GIVEN RECORDS

=======

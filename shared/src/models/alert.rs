//! Stock alerts (`/alerts`) and staff activity (`/staff-status`)

use super::{Product, Role, StockLevel};
use chrono::{DateTime, Utc};
use serde::{Deserialize, Serialize};

/// Low-stock alert for one product
#[derive(Debug, Clone, PartialEq, Serialize, Deserialize)]
pub struct StockAlert {
    pub product_id: String,
    pub product_name: String,
    pub stock: i64,
    pub min_stock: i64,
    pub level: StockLevel,
}

impl StockAlert {
    /// Alert for a product that needs attention, `None` when stock is normal
    pub fn for_product(product: &Product) -> Option<Self> {
        let level = product.stock_level();
        level.needs_attention().then(|| Self {
            product_id: product.id.clone(),
            product_name: product.name.clone(),
            stock: product.stock,
            min_stock: product.min_stock,
            level,
        })
    }

    /// Alerts for a catalog snapshot, out-of-stock first
    pub fn scan(products: &[Product]) -> Vec<Self> {
        let mut alerts: Vec<Self> = products.iter().filter_map(Self::for_product).collect();
        alerts.sort_by_key(|a| (a.level != StockLevel::OutOfStock, a.stock));
        alerts
    }
}

/// Activity summary for one staff member
#[derive(Debug, Clone, PartialEq, Serialize, Deserialize)]
pub struct StaffStatus {
    pub user_id: String,
    pub name: String,
    pub role: Role,
    #[serde(default)]
    pub active: bool,
    /// Orders handled today (created, prepared or charged depending on role)
    #[serde(default)]
    pub orders_today: u32,
    #[serde(default, skip_serializing_if = "Option::is_none")]
    pub last_activity: Option<DateTime<Utc>>,
}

=======

Keeping every line exactly as it is, copy all the records.

filename shared/src/models/alert.rs
//! Stock alerts (`/alerts`) and staff activity (`/staff-status`)

use super::{Product, Role, StockLevel};
use chrono::{DateTime, Utc};
use serde::{Deserialize, Serialize};

/// Low-stock alert for one product
#[derive(Debug, Clone, PartialEq, Serialize, Deserialize)]
pub struct StockAlert {
    pub product_id: String,
    pub product_name: String,
    pub stock: i64,
    pub min_stock: i64,
    pub level: StockLevel,
}

impl StockAlert {
    /// Alert for a product that needs attention, `None` when stock is normal
    pub fn for_product(product: &Product) -> Option<Self> {
        let level = product.stock_level();
        level.needs_attention().then(|| Self {
            product_id: product.id.clone(),
            product_name: product.name.clone(),
            stock: product.stock,
            min_stock: product.min_stock,
            level,
        })
    }

    /// Alerts for a catalog snapshot, out-of-stock first
    pub fn scan(products: &[Product]) -> Vec<Self> {
        let mut alerts: Vec<Self> = products.iter().filter_map(Self::for_product).collect();
        alerts.sort_by_key(|a| (a.level != StockLevel::OutOfStock, a.stock));
        alerts
    }
}

/// Activity summary for one staff member
#[derive(Debug, Clone, PartialEq, Serialize, Deserialize)]
pub struct StaffStatus {
    pub user_id: String,
    pub name: String,
    pub role: Role,
    #[serde(default)]
    pub active: bool,
    /// Orders handled today (created, prepared or charged depending on role)
    #[serde(default)]
    pub orders_today: u32,
    #[serde(default, skip_serializing_if = "Option::is_none")]
    pub last_activity: Option<DateTime<Utc>>,
}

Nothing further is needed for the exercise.